Before my husband and I got married, we both sat down and agreed we wanted children. It was important to both of us we were on the same page. We discussed having children a ton some day and all of our conversations were positive. We talked about our future names, parenting styles, etc. a few years after we got married my husband started talking about how he doesn’t want kids.

As the years have gone one he is now totally against it. He does not want them at all. We have been married 8 years and are both almost 30. I have always dreamed about being a mother. When I was younger, I did not care about what career I would have or anything like that.
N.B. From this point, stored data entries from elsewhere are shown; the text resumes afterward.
//! Roles, factions and the role deck dealt at game start.

use rand::seq::SliceRandom;
use rand::Rng;
use serde::{Deserialize, Serialize};
use std::fmt;

use crate::error::GameError;

/// A character's secret role.
#[derive(Debug, Clone, Copy, PartialEq, Eq, Hash, PartialOrd, Ord, Serialize, Deserialize)]
#[serde(rename_all = "snake_case")]
pub enum Role {
    Werewolf,
    Villager,
    Seer,
    Witch,
    Guard,
    Hunter,
}

impl Role {
    pub const ALL: [Role; 6] = [
        Role::Werewolf,
        Role::Villager,
        Role::Seer,
        Role::Witch,
        Role::Guard,
        Role::Hunter,
    ];

    pub fn name(self) -> &'static str {
        match self {
            Role::Werewolf => "werewolf",
            Role::Villager => "villager",
            Role::Seer => "seer",
            Role::Witch => "witch",
            Role::Guard => "guard",
            Role::Hunter => "hunter",
        }
    }

    pub fn faction(self) -> Faction {
        match self {
            Role::Werewolf => Faction::Werewolves,
            _ => Faction::Villagers,
        }
    }

    pub fn is_werewolf(self) -> bool {
        self == Role::Werewolf
    }
}

impl fmt::Display for Role {
    fn fmt(&self, f: &mut fmt::Formatter<'_>) -> fmt::Result {
        f.write_str(self.name())
    }
}

/// The two winning sides.
#[derive(Debug, Clone, Copy, PartialEq, Eq, Hash, Serialize, Deserialize)]
#[serde(rename_all = "snake_case")]
pub enum Faction {
    Werewolves,
    Villagers,
}

impl fmt::Display for Faction {
    fn fmt(&self, f: &mut fmt::Formatter<'_>) -> fmt::Result {
        match self {
            Faction::Werewolves => f.write_str("werewolves"),
            Faction::Villagers => f.write_str("villagers"),
        }
    }
}

/// How many of each role go into the deck.
#[derive(Debug, Clone, PartialEq, Eq, Serialize, Deserialize)]
#[serde(default)]
pub struct RoleDeck {
    pub werewolf: usize,
    pub villager: usize,
    pub seer: usize,
    pub witch: usize,
    pub guard: usize,
    pub hunter: usize,
}

impl Default for RoleDeck {
    /// The classic eight-player table: two wolves, seer, witch, four villagers.
    fn default() -> Self {
        Self {
            werewolf: 2,
            villager: 4,
            seer: 1,
            witch: 1,
            guard: 0,
            hunter: 0,
        }
    }
}

impl RoleDeck {
    /// A deck with no cards, for building up with [`RoleDeck::with`].
    pub fn empty() -> Self {
        Self {
            werewolf: 0,
            villager: 0,
            seer: 0,
            witch: 0,
            guard: 0,
            hunter: 0,
        }
    }

    /// Set the count for one role.
    pub fn with(mut self, role: Role, count: usize) -> Self {
        *self.slot_mut(role) = count;
        self
    }

    pub fn count(&self, role: Role) -> usize {
        match role {
            Role::Werewolf => self.werewolf,
            Role::Villager => self.villager,
            Role::Seer => self.seer,
            Role::Witch => self.witch,
            Role::Guard => self.guard,
            Role::Hunter => self.hunter,
        }
    }

    fn slot_mut(&mut self, role: Role) -> &mut usize {
        match role {
            Role::Werewolf => &mut self.werewolf,
            Role::Villager => &mut self.villager,
            Role::Seer => &mut self.seer,
            Role::Witch => &mut self.witch,
            Role::Guard => &mut self.guard,
            Role::Hunter => &mut self.hunter,
        }
    }

    /// Total number of cards.
    pub fn size(&self) -> usize {
        Role::ALL.iter().map(|r| self.count(*r)).sum()
    }

    /// Check that the deck can seat `players` and forms a playable game.
    pub fn validate(&self, players: usize) -> Result<(), GameError> {
        if self.size() != players {
            return Err(GameError::DeckMismatch {
                deck: self.size(),
                players,
            });
        }
        if self.werewolf == 0 {
            return Err(GameError::Config("deck needs at least one werewolf".into()));
        }
        if self.werewolf >= players - self.werewolf {
            return Err(GameError::Config(
                "werewolves would win before the first night".into(),
            ));
        }
        for role in [Role::Seer, Role::Witch, Role::Guard, Role::Hunter] {
            if self.count(role) > 1 {
                return Err(GameError::Config(format!(
                    "at most one {role} is supported, deck has {}",
                    self.count(role)
                )));
            }
        }
        Ok(())
    }

    /// Lay out every card and Fisher-Yates shuffle them.
    pub fn shuffled<R: Rng + ?Sized>(&self, rng: &mut R) -> Vec<Role> {
        let mut cards: Vec<Role> = Role::ALL
            .iter()
            .flat_map(|role| std::iter::repeat(*role).take(self.count(*role)))
            .collect();
        cards.shuffle(rng);
        cards
    }
}

#[cfg(test)]
mod tests {
    use super::*;
    use rand::rngs::StdRng;
    use rand::SeedableRng;

    #[test]
    fn test_default_deck_seats_eight() {
        let deck = RoleDeck::default();
        assert_eq!(deck.size(), 8);
        assert!(deck.validate(8).is_ok());
    }

    #[test]
    fn test_deck_size_mismatch() {
        let err = RoleDeck::default().validate(9).unwrap_err();
        assert!(matches!(err, GameError::DeckMismatch { deck: 8, players: 9 }));
    }

    #[test]
    fn test_deck_rejects_duplicate_specials() {
        let deck = RoleDeck::default().with(Role::Seer, 2).with(Role::Villager, 3);
        assert!(matches!(deck.validate(8), Err(GameError::Config(_))));
    }

    #[test]
    fn test_deck_rejects_wolf_majority() {
        let deck = RoleDeck::empty()
            .with(Role::Werewolf, 2)
            .with(Role::Villager, 2);
        assert!(deck.validate(4).is_err());
    }

    #[test]
    fn test_shuffle_keeps_counts() {
        let deck = RoleDeck::default().with(Role::Guard, 1).with(Role::Villager, 3);
        let mut rng = StdRng::seed_from_u64(7);
        let cards = deck.shuffled(&mut rng);
        assert_eq!(cards.len(), 8);
        for role in Role::ALL {
            assert_eq!(cards.iter().filter(|r| **r == role).count(), deck.count(role));
        }
    }

    #[test]
    fn test_faction() {
        assert_eq!(Role::Werewolf.faction(), Faction::Werewolves);
        assert_eq!(Role::Hunter.faction(), Faction::Villagers);
        assert_eq!(Role::Seer.to_string(), "seer");
    }
}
The only thing I knew for certain was that I wanted to be a mom.

My husband came to me the other day and stated that he wanted a vasectomy and that we would be discussing it a little further this weekend. I don’t know how to respond or how to tell him that I still want kids without him feeling pressured. I do not ever want to pressure him into doing something he does not want to do. I don’t know how to express that I’m not comfortable with him getting a vasectomy. He periodically still talks about having children like he may still be open to the idea and I do not want him to regret his decision in the future. I am also worried that when I tell him I still want to have kids he will take it as a sign we should not be together because we want different things. I love my husband more than anything in the world and I don’t want to separate. Life happens and things change including our minds and I get it I just don’t understand how his thoughts on having children changed so drastically.

I am at a loss on how to proceed both with the conversation and the relationship. Do I stay with the love of my life and give up on my dream? Do I wait to see if he changes in mind in a few years? Do we separate in hopes that possibly someday I may become a mother? I’m at a loss. I need advice. I do not know how to have this conversation and I do not know what to do.

Tl;dr! Long story short my husband wanted kids when we got married and is now wanting a vasectomy. I still want kids. Need advice as we will be having a conversation about it.